_WHAT YOU ARE ASKED TO DO_. Each line of the data should be transcribed exactly as given.

***

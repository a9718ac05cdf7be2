//! Process-wide shutdown
//!
//! One root token per process. Servers, engine timers and samplers take child
//! tokens, so cancelling the root stops all of them while each child can still
//! be cancelled alone.

use tokio_util::sync::CancellationToken;
use tracing::{info, warn};

#[derive(Clone, Default)]
pub struct ShutdownController {
    token: CancellationToken,
}

impl ShutdownController {
    pub fn new() -> Self {
        Self::default()
    }

    /// Cancel on Ctrl+C, or SIGTERM on Unix
    pub fn with_signals() -> Self {
        let controller = Self::new();
        let token = controller.token.clone();

        tokio::spawn(async move {
            let signal = wait_for_signal().await;
            info!(signal, "Shutdown signal received, draining");
            token.cancel();
        });

        controller
    }

    pub fn child_token(&self) -> CancellationToken {
        self.token.child_token()
    }

    pub fn token(&self) -> CancellationToken {
        self.token.clone()
    }

    pub fn shutdown(&self) {
        if !self.token.is_cancelled() {
            info!("Shutdown requested");
            self.token.cancel();
        }
    }

    pub fn is_cancelled(&self) -> bool {
        self.token.is_cancelled()
    }

    pub async fn wait_for_shutdown(&self) {
        self.token.cancelled().await;
    }
}

async fn ctrl_c() -> &'static str {
    match tokio::signal::ctrl_c().await {
        Ok(()) => "SIGINT",
        Err(e) => {
            warn!("Failed to listen for Ctrl+C: {}", e);
            std::future::pending().await
        }
    }
}

#[cfg(unix)]
async fn wait_for_signal() -> &'static str {
    use tokio::signal::unix::{signal, SignalKind};

    match signal(SignalKind::terminate()) {
        Ok(mut term) => tokio::select! {
            name = ctrl_c() => name,
            _ = term.recv() => "SIGTERM",
        },
        Err(e) => {
            warn!("Failed to listen for SIGTERM: {}", e);
            ctrl_c().await
        }
    }
}

#[cfg(not(unix))]
async fn wait_for_signal() -> &'static str {
    ctrl_c().await
}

***

_EXERCISE SOLUTION_.
repository a9718ac05cdf7be2
//! Process-wide shutdown
//!
//! One root token per process. Servers, engine timers and samplers take child
//! tokens, so cancelling the root stops all of them while each child can still
//! be cancelled alone.

use tokio_util::sync::CancellationToken;
use tracing::{info, warn};

#[derive(Clone, Default)]
pub struct ShutdownController {
    token: CancellationToken,
}

impl ShutdownController {
    pub fn new() -> Self {
        Self::default()
    }

    /// Cancel on Ctrl+C, or SIGTERM on Unix
    pub fn with_signals() -> Self {
        let controller = Self::new();
        let token = controller.token.clone();

        tokio::spawn(async move {
            let signal = wait_for_signal().await;
            info!(signal, "Shutdown signal received, draining");
            token.cancel();
        });

        controller
    }

    pub fn child_token(&self) -> CancellationToken {
        self.token.child_token()
    }

    pub fn token(&self) -> CancellationToken {
        self.token.clone()
    }

    pub fn shutdown(&self) {
        if !self.token.is_cancelled() {
            info!("Shutdown requested");
            self.token.cancel();
        }
    }

    pub fn is_cancelled(&self) -> bool {
        self.token.is_cancelled()
    }

    pub async fn wait_for_shutdown(&self) {
        self.token.cancelled().await;
    }
}

async fn ctrl_c() -> &'static str {
    match tokio::signal::ctrl_c().await {
        Ok(()) => "SIGINT",
        Err(e) => {
            warn!("Failed to listen for Ctrl+C: {}", e);
            std::future::pending().await
        }
    }
}

#[cfg(unix)]
async fn wait_for_signal() -> &'static str {
    use tokio::signal::unix::{signal, SignalKind};

    match signal(SignalKind::terminate()) {
        Ok(mut term) => tokio::select! {
            name = ctrl_c() => name,
            _ = term.recv() => "SIGTERM",
        },
        Err(e) => {
            warn!("Failed to listen for SIGTERM: {}", e);
            ctrl_c().await
        }
    }
}

#[cfg(not(unix))]
async fn wait_for_signal() -> &'static str {
    ctrl_c().await
}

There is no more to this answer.